(TO DO) Where the string "rest" shows up in a line of the records, copy that line.

(WORKING DATA)
--------------------
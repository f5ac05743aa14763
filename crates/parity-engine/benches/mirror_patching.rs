use criterion::{black_box, criterion_group, criterion_main, BenchmarkId, Criterion, Throughput};
use parity_engine::classfile::{access, ClassBuilder};
use parity_engine::{Auditor, EngineConfig, MapClassSource, Patcher};

/// A reference type with `methods` static helpers, each touching fields and
/// calling the next, plus a verify method
fn reference_class(methods: usize) -> ClassBuilder {
    let tags = EngineConfig::default().tags;
    let mut class = ClassBuilder::new("bench/Ref");
    class
        .field(access::PUBLIC, "value", "I")
        .field(access::PUBLIC, "next", "Lbench/Ref;")
        .field(access::PUBLIC, "items", "[Lbench/Ref;");
    for i in 0..methods {
        let name = format!("step{}", i);
        let mut code = class.method(access::PUBLIC | access::STATIC, &name, "(Lbench/Ref;)I");
        code.tag(&tags.generator)
            .load(0)
            .get_field("bench/Ref", "value", "I")
            .load(0)
            .check_cast("bench/Ref")
            .invoke_virtual("bench/Ref", "weight", "()I")
            .iadd();
        if i + 1 < methods {
            code.load(0)
                .invoke_static("bench/Ref", &format!("step{}", i + 1), "(Lbench/Ref;)I")
                .iadd();
        }
        code.ret().finish();
    }
    class
        .method(access::PUBLIC, "weight", "()I")
        .const_i32(1)
        .ret()
        .finish();
    class
        .method(access::PUBLIC | access::STATIC, "check", "(Lbench/Ref;)I")
        .tag(&tags.verify)
        .load(0)
        .invoke_static("bench/Ref", "step0", "(Lbench/Ref;)I")
        .ret()
        .finish();
    class
}

fn source_with(methods: usize) -> MapClassSource {
    let source = MapClassSource::new();
    source.insert_class(&reference_class(methods).build()).unwrap();
    source
}

fn bench_mirror(c: &mut Criterion) {
    let config = EngineConfig::default();
    let mut group = c.benchmark_group("mirror");

    for methods in [4usize, 32, 128] {
        let source = source_with(methods);
        group.throughput(Throughput::Elements(methods as u64));
        group.bench_with_input(BenchmarkId::new("methods", methods), &source, |b, source| {
            let patcher = Patcher::new(source, &config);
            b.iter(|| {
                patcher
                    .mirror_named(black_box("bench/Ref"), "bench/Impl", "mirror/bench")
                    .unwrap()
            });
        });
    }

    group.finish();
}

fn bench_audit(c: &mut Criterion) {
    let config = EngineConfig::default();
    let mut group = c.benchmark_group("audit");

    for methods in [4usize, 32, 128] {
        let source = source_with(methods);
        group.bench_with_input(BenchmarkId::new("methods", methods), &source, |b, source| {
            let auditor = Auditor::new(source, &config);
            b.iter(|| auditor.audit(black_box("bench/Ref")).unwrap());
        });
    }

    group.finish();
}

criterion_group!(benches, bench_mirror, bench_audit);
criterion_main!(benches);
//! Mirror naming and descriptor renaming

use std::collections::BTreeSet;
use uuid::Uuid;

use crate::classfile::{DescriptorError, MethodDescriptor, TypeDescriptor};
use crate::config::EngineConfig;

/// A fresh, collision-free top-level mirror name
pub fn top_level_mirror_name(config: &EngineConfig) -> String {
    format!(
        "{}/{}{}",
        config.mirror_package,
        config.mirror_prefix,
        Uuid::new_v4().simple()
    )
}

/// Class-name mapping for one top-level rewrite
///
/// The reference type maps to the target type; a nested type of the reference
/// (`Ref$X`) maps to the matching nested type of the mirror (`Mirror$X`).
#[derive(Debug, Clone)]
pub struct NameMap {
    reference: String,
    target: String,
    mirror: String,
    nested_prefix: String,
    separator: char,
}

impl NameMap {
    /// Mapping for `reference` → `target`, nesting under `mirror`
    pub fn new(reference: &str, target: &str, mirror: &str, separator: char) -> Self {
        Self {
            reference: reference.to_string(),
            target: target.to_string(),
            mirror: mirror.to_string(),
            nested_prefix: format!("{}{}", reference, separator),
            separator,
        }
    }

    /// Reference type name
    pub fn reference(&self) -> &str {
        &self.reference
    }

    /// Target type name
    pub fn target(&self) -> &str {
        &self.target
    }

    /// Top-level mirror name
    pub fn mirror(&self) -> &str {
        &self.mirror
    }

    /// Nesting separator
    pub fn separator(&self) -> char {
        self.separator
    }

    /// Whether `name` is a nested type of the reference type
    pub fn is_nested(&self, name: &str) -> bool {
        name.len() > self.nested_prefix.len() && name.starts_with(&self.nested_prefix)
    }

    /// Mirror name of a nested type of the reference type
    pub fn nested_mirror_name(&self, nested: &str) -> Option<String> {
        if !self.is_nested(nested) {
            return None;
        }
        let rest = &nested[self.nested_prefix.len()..];
        Some(format!("{}{}{}", self.mirror, self.separator, rest))
    }

    /// New name of a class, if it changes
    pub fn map_class(&self, name: &str) -> Option<String> {
        if name == self.reference {
            Some(self.target.clone())
        } else {
            self.nested_mirror_name(name)
        }
    }

    /// Rename a field or method descriptor
    ///
    /// Returns `None` when nothing changes. Nested types the descriptor
    /// mentions are added to `discovered`.
    pub fn rename_descriptor(
        &self,
        text: &str,
        discovered: &mut BTreeSet<String>,
    ) -> Result<Option<String>, DescriptorError> {
        let map = |name: &str| self.map_class(name);
        if text.starts_with('(') {
            let descriptor = MethodDescriptor::parse(text)?;
            for ty in descriptor.params.iter().chain(std::iter::once(&descriptor.ret)) {
                self.note_nested(ty, discovered);
            }
            let renamed = descriptor.rename(map);
            Ok((renamed != descriptor).then(|| renamed.to_string()))
        } else {
            let descriptor = TypeDescriptor::parse(text)?;
            self.note_nested(&descriptor, discovered);
            Ok(descriptor.rename(map).map(|renamed| renamed.to_string()))
        }
    }

    fn note_nested(&self, ty: &TypeDescriptor, discovered: &mut BTreeSet<String>) {
        if let Some(name) = ty.object_name() {
            if self.is_nested(name) {
                discovered.insert(name.to_string());
            }
        }
    }
}

#[cfg(test)]
mod tests {
    use super::*;

    fn names() -> NameMap {
        NameMap::new("pkg/Ref", "sub/Target", "mirror/mabc", '$')
    }

    #[test]
    fn test_class_mapping() {
        let names = names();
        assert_eq!(names.map_class("pkg/Ref").as_deref(), Some("sub/Target"));
        assert_eq!(
            names.map_class("pkg/Ref$Node$Leaf").as_deref(),
            Some("mirror/mabc$Node$Leaf")
        );
        assert_eq!(names.map_class("pkg/Reference"), None);
        assert_eq!(names.map_class("pkg/Ref$"), None);
        assert_eq!(names.map_class("other/Type"), None);
    }

    #[test]
    fn test_descriptor_renaming_records_nested() {
        let names = names();
        let mut discovered = BTreeSet::new();
        let renamed = names
            .rename_descriptor("(Lpkg/Ref;[[Lpkg/Ref$Node;I)Lpkg/Ref$Pair;", &mut discovered)
            .unwrap();
        assert_eq!(
            renamed.as_deref(),
            Some("(Lsub/Target;[[Lmirror/mabc$Node;I)Lmirror/mabc$Pair;")
        );
        let found: Vec<_> = discovered.iter().map(String::as_str).collect();
        assert_eq!(found, ["pkg/Ref$Node", "pkg/Ref$Pair"]);

        assert_eq!(names.rename_descriptor("[I", &mut discovered).unwrap(), None);
        assert_eq!(
            names.rename_descriptor("(Lpkg/Other;)V", &mut discovered).unwrap(),
            None
        );
        assert!(names.rename_descriptor("(Lpkg/Ref", &mut discovered).is_err());
    }

    #[test]
    fn test_top_level_names_are_unique() {
        let config = EngineConfig::default();
        let a = top_level_mirror_name(&config);
        let b = top_level_mirror_name(&config);
        assert!(a.starts_with("mirror/m"));
        assert!(!a.contains('$'));
        assert_ne!(a, b);
    }
}
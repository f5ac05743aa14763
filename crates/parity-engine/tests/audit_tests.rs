//! Member access audits of reference types

mod common;

use common::{tags, Fixture};
use parity_engine::classfile::{access, ClassBuilder};
use parity_engine::{
    AccessedMember, AuditError, AuditViolation, Auditor, ConstructionError, EngineConfig,
};

fn audit(fixture: &Fixture, reference: &str) -> Result<(), AuditError> {
    let source = fixture.source();
    let config = EngineConfig::default();
    Auditor::new(&*source, &config).audit(reference)
}

fn violation(fixture: &Fixture, reference: &str) -> AuditViolation {
    match audit(fixture, reference) {
        Err(AuditError::Violation(violation)) => violation,
        other => panic!("expected a violation, got {:?}", other),
    }
}

fn single(builder: ClassBuilder) -> Fixture {
    let mut fixture = Fixture::new();
    fixture.add(builder);
    fixture
}

#[test]
fn test_public_surface_passes() {
    let tags = tags();
    let mut polite = ClassBuilder::new("lab/Polite");
    polite
        .field(access::PUBLIC, "value", "I")
        .field(access::PRIVATE, "hidden", "I");
    polite
        .method(access::PUBLIC, "value", "()I")
        .load(0)
        .get_field("lab/Polite", "value", "I")
        .ret()
        .finish();
    polite
        .method(access::PRIVATE, "hiddenValue", "()I")
        .load(0)
        .get_field("lab/Polite", "hidden", "I")
        .ret()
        .finish();
    polite
        .method(access::PUBLIC | access::STATIC, "check", "(Llab/Polite;)I")
        .tag(&tags.verify)
        .load(0)
        .invoke_virtual("lab/Polite", "value", "()I")
        .ret()
        .finish();

    assert_eq!(audit(&single(polite), "lab/Polite"), Ok(()));
}

#[test]
fn test_private_call_is_blamed_on_the_caller() {
    let tags = tags();
    let mut sneaky = ClassBuilder::new("lab/Sneaky");
    sneaky
        .method(access::PRIVATE, "secret", "()I")
        .const_i32(42)
        .ret()
        .finish();
    sneaky
        .method(access::PUBLIC | access::STATIC, "check", "(Llab/Sneaky;)I")
        .tag(&tags.verify)
        .load(0)
        .invoke_virtual("lab/Sneaky", "secret", "()I")
        .ret()
        .finish();

    let violation = violation(&single(sneaky), "lab/Sneaky");
    assert_eq!(violation.blame_method, "check");
    assert_eq!(violation.blame_class, "lab/Sneaky");
    assert_eq!(
        violation.member,
        AccessedMember::Method {
            name: "secret".to_string(),
            descriptor: "()I".to_string(),
        }
    );
    assert!(violation.cause.is_none());
}

#[test]
fn test_private_field_read_is_blamed() {
    let tags = tags();
    let mut peek = ClassBuilder::new("lab/Peek");
    peek.field(access::PRIVATE, "secretField", "I");
    peek.method(access::PUBLIC | access::STATIC, "check", "(Llab/Peek;Llab/Peek;)I")
        .tag(&tags.verify)
        .load(1)
        .get_field("lab/Peek", "secretField", "I")
        .ret()
        .finish();

    let violation = violation(&single(peek), "lab/Peek");
    assert_eq!(violation.blame_method, "check");
    assert_eq!(violation.member, AccessedMember::Field("secretField".to_string()));
    assert!(violation.to_string().contains("field secretField"));
}

#[test]
fn test_helpers_may_reach_private_members() {
    let tags = tags();
    let mut setup = ClassBuilder::new("lab/Setup");
    setup
        .tagged_field(access::STATIC, "pool", "I", &[tags.helper.as_str()])
        .field(access::PRIVATE, "state", "I");
    setup.method(access::PRIVATE, "secret", "()V").ret_void().finish();
    setup
        .method(access::STATIC, "prepare", "(Llab/Setup;)V")
        .tag(&tags.helper)
        .load(0)
        .invoke_virtual("lab/Setup", "secret", "()V")
        .load(0)
        .const_i32(1)
        .put_field("lab/Setup", "state", "I")
        .ret_void()
        .finish();
    setup
        .method(access::PUBLIC | access::STATIC, "check", "(Llab/Setup;)I")
        .tag(&tags.verify)
        .load(0)
        .invoke_static("lab/Setup", "prepare", "(Llab/Setup;)V")
        .get_static("lab/Setup", "pool", "I")
        .ret()
        .finish();

    assert_eq!(audit(&single(setup), "lab/Setup"), Ok(()));
}

#[test]
fn test_untagged_methods_are_not_walked() {
    let tags = tags();
    let mut quiet = ClassBuilder::new("lab/Quiet");
    quiet.field(access::PRIVATE, "secret", "I");
    quiet
        .method(access::PUBLIC, "peek", "()I")
        .load(0)
        .get_field("lab/Quiet", "secret", "I")
        .ret()
        .finish();
    quiet
        .method(access::PUBLIC | access::STATIC, "check", "()I")
        .tag(&tags.verify)
        .const_i32(0)
        .ret()
        .finish();

    assert_eq!(audit(&single(quiet), "lab/Quiet"), Ok(()));
}

#[test]
fn test_violation_through_private_nested_type() {
    let tags = tags();
    let mut outer = ClassBuilder::new("lab/Outer");
    outer.field(access::PRIVATE, "secret", "I").inner_class(
        "lab/Outer$Helper",
        Some("lab/Outer"),
        Some("Helper"),
        access::PRIVATE | access::STATIC,
    );
    outer
        .method(access::PUBLIC | access::STATIC, "check", "(Llab/Outer;)I")
        .tag(&tags.verify)
        .new_object("lab/Outer$Helper")
        .dup()
        .invoke_special("lab/Outer$Helper", "<init>", "()V")
        .load(0)
        .invoke_virtual("lab/Outer$Helper", "poke", "(Llab/Outer;)I")
        .ret()
        .finish();

    let mut helper = ClassBuilder::new("lab/Outer$Helper");
    helper.access(access::PRIVATE | access::STATIC);
    helper.method(access::PUBLIC, "<init>", "()V").ret_void().finish();
    helper
        .method(access::PUBLIC, "poke", "(Llab/Outer;)I")
        .load(1)
        .get_field("lab/Outer", "secret", "I")
        .ret()
        .finish();

    let mut fixture = Fixture::new();
    fixture.add(outer).add(helper);
    let violation = violation(&fixture, "lab/Outer");

    assert_eq!(violation.blame_method, "check");
    assert_eq!(violation.blame_class, "lab/Outer");
    assert_eq!(violation.member, AccessedMember::Field("secret".to_string()));
    let root = violation.root();
    assert_eq!(root.blame_method, "poke");
    assert_eq!(root.blame_class, "lab/Outer$Helper");
    assert_eq!(violation.chain().count(), 2);
}

#[test]
fn test_clean_nested_type_passes() {
    let tags = tags();
    let mut outer = ClassBuilder::new("lab/Tidy");
    outer.field(access::PUBLIC, "open", "I").inner_class(
        "lab/Tidy$Step",
        Some("lab/Tidy"),
        Some("Step"),
        access::STATIC,
    );
    outer
        .method(access::PUBLIC | access::STATIC, "check", "(Llab/Tidy;)I")
        .tag(&tags.verify)
        .load(0)
        .invoke_static("lab/Tidy$Step", "run", "(Llab/Tidy;)I")
        .ret()
        .finish();
    let mut step = ClassBuilder::new("lab/Tidy$Step");
    step.method(access::STATIC, "run", "(Llab/Tidy;)I")
        .load(0)
        .get_field("lab/Tidy", "open", "I")
        .ret()
        .finish();

    let mut fixture = Fixture::new();
    fixture.add(outer).add(step);
    assert_eq!(audit(&fixture, "lab/Tidy"), Ok(()));
}

#[test]
fn test_accessor_call_replays_its_violation() {
    let tags = tags();
    let mut bridge = ClassBuilder::new("lab/Bridge");
    bridge.field(access::PRIVATE, "secret", "I");
    // Declared before the accessor it calls
    bridge
        .method(access::PUBLIC | access::STATIC, "check", "(Llab/Bridge;)I")
        .tag(&tags.verify)
        .load(0)
        .invoke_static("lab/Bridge", "access$000", "(Llab/Bridge;)I")
        .ret()
        .finish();
    bridge
        .method(access::STATIC | access::SYNTHETIC, "access$000", "(Llab/Bridge;)I")
        .load(0)
        .get_field("lab/Bridge", "secret", "I")
        .ret()
        .finish();

    let violation = violation(&single(bridge), "lab/Bridge");
    assert_eq!(violation.blame_method, "check");
    assert_eq!(violation.member, AccessedMember::Field("secret".to_string()));
    assert_eq!(violation.root().blame_method, "access$000");
}

#[test]
fn test_accessor_chain_declared_caller_first() {
    let tags = tags();
    let mut chain = ClassBuilder::new("lab/Chain");
    chain.field(access::PRIVATE, "secret", "I");
    chain
        .method(access::PUBLIC | access::STATIC, "check", "(Llab/Chain;)I")
        .tag(&tags.verify)
        .load(0)
        .invoke_static("lab/Chain", "access$000", "(Llab/Chain;)I")
        .ret()
        .finish();
    // Each accessor is declared before the one it calls
    chain
        .method(access::STATIC | access::SYNTHETIC, "access$000", "(Llab/Chain;)I")
        .load(0)
        .invoke_static("lab/Chain", "access$001", "(Llab/Chain;)I")
        .ret()
        .finish();
    chain
        .method(access::STATIC | access::SYNTHETIC, "access$001", "(Llab/Chain;)I")
        .load(0)
        .get_field("lab/Chain", "secret", "I")
        .ret()
        .finish();

    let violation = violation(&single(chain), "lab/Chain");
    assert_eq!(violation.blame_method, "check");
    assert_eq!(violation.member, AccessedMember::Field("secret".to_string()));
    let blamed: Vec<&str> = violation.chain().map(|v| v.blame_method.as_str()).collect();
    assert_eq!(blamed, ["check", "access$000", "access$001"]);
}

#[test]
fn test_uncalled_accessor_is_harmless() {
    let tags = tags();
    let mut bridge = ClassBuilder::new("lab/Unused");
    bridge.field(access::PRIVATE, "secret", "I");
    bridge
        .method(access::STATIC | access::SYNTHETIC, "access$000", "(Llab/Unused;)I")
        .load(0)
        .get_field("lab/Unused", "secret", "I")
        .ret()
        .finish();
    bridge
        .method(access::PUBLIC | access::STATIC, "check", "()I")
        .tag(&tags.verify)
        .const_i32(1)
        .ret()
        .finish();

    assert_eq!(audit(&single(bridge), "lab/Unused"), Ok(()));
}

#[test]
fn test_missing_nested_type_is_a_construction_error() {
    let tags = tags();
    let mut outer = ClassBuilder::new("lab/Hollow");
    outer.inner_class("lab/Hollow$Gone", Some("lab/Hollow"), Some("Gone"), access::STATIC);
    outer
        .method(access::PUBLIC | access::STATIC, "check", "()I")
        .tag(&tags.verify)
        .invoke_static("lab/Hollow$Gone", "run", "()I")
        .ret()
        .finish();

    let err = audit(&single(outer), "lab/Hollow").unwrap_err();
    assert_eq!(
        err,
        AuditError::Construction(ConstructionError::UnresolvableNested {
            nested: "lab/Hollow$Gone".to_string(),
            reference: "lab/Hollow".to_string(),
        })
    );
}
--------------------
(ANSWER TO THE PROBLEM)
        let rest = &nested[self.nested_prefix.len()..];
        Some(format!("{}{}{}", self.mirror, self.separator, rest))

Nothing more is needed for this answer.